The voldemarininkai were a group of supporters of Augustinas Voldemaras, former Prime Minister of Lithuania, active from 1929 to 1941 in Lithuania. The group stemmed from the militarized Iron Wolf organization established in 1927 to help suppress opponents of President Antanas Smetona and Prime Minister Voldemaras. When Voldemaras was ousted in September 1929, the Iron Wolf was closed but its members continued to be loyal to Voldemaras and became known as voldemarininkai. Many of them were officers in the Lithuanian Army. Voldemarininkai effectively became the third major opposition force to Smetona's regime (the other two were the Lithuanian Christian Democratic Party and the Lithuanian Popular Peasants' Union).

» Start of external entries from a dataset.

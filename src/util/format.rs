// Copyright (C) 2026  Caprica Software Limited
//
// This program is free software: you can redistribute it and/or modify
// it under the terms of the GNU General Public License as published by
// the Free Software Foundation, either version 3 of the License, or
// (at your option) any later version.
//
// This program is distributed in the hope that it will be useful,
// but WITHOUT ANY WARRANTY; without even the implied warranty of
// MERCHANTABILITY or FITNESS FOR A PARTICULAR PURPOSE.  See the
// GNU General Public License for more details.
//
// You should have received a copy of the GNU General Public License
// along with this program.  If not, see <https://www.gnu.org/licenses/>.

use std::time::Duration;

/// Formats an elapsed time as `MM:SS`, minutes carrying on past the hour.
///
/// # Arguments
///
/// * `elapsed` - The duration to format. Sub-second parts are dropped.
///
/// # Examples
///
/// ```
/// assert_eq!(format_time(Duration::from_secs(65)), "01:05");
/// assert_eq!(format_time(Duration::from_secs(3600)), "60:00");
/// ```
pub(crate) fn format_time(elapsed: Duration) -> String {
    let total_seconds = elapsed.as_secs();
    let mins = total_seconds / 60;
    let secs = total_seconds % 60;
    format!("{:02}:{:02}", mins, secs)
}

/// Formats a buzzer frequency, or a rest marker when nothing sounds.
pub(crate) fn format_tone(tone: Option<u32>) -> String {
    match tone {
        Some(hz) => format!("{} Hz", hz),
        None => "silent".to_string(),
    }
}

#[cfg(test)]
mod tests {
    use super::*;

    #[test]
    fn test_format_time() {
        assert_eq!(format_time(Duration::from_secs(65)), "01:05");
        assert_eq!(format_time(Duration::from_millis(3_600_999)), "60:00");
    }

    #[test]
    fn test_format_tone() {
        assert_eq!(format_tone(Some(440)), "440 Hz");
        assert_eq!(format_tone(None), "silent");
    }
}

In 1929–1940, voldemarininkai planned eight coups against Smetona. The largest and most threatening attempt was on 6–7 June 1934. Voldemarininkai became more active again after Lithuania accepted the Polish ultimatum of March 1938. They increasingly sympathized and collaborated with Nazi Germany. After the German occupation of Lithuania in June 1941, voldemarininkai reestablished Iron Wolf and gained control of the Lithuanian police and the Lithuanian TDA Battalion, which participated in the Holocaust and killed about 26,000 Jews between July and December 1941.

==Background==
The democratically elected government of Lithuania was deposed during the military coup d'état of December 1926. It was replaced by the government of President Antanas Smetona and Prime Minister Augustinas Voldemaras. After two unsuccessful counter-coups in 1927, the new government felt insecure and established the militarized Iron Wolf organization to help the new regime fight its opponents. It was inspired by the Blackshirts, an Italian fascist organization loyal to Benito Mussolini. By June 1929, it grew to 4,164 members, of which 56% had served in the military.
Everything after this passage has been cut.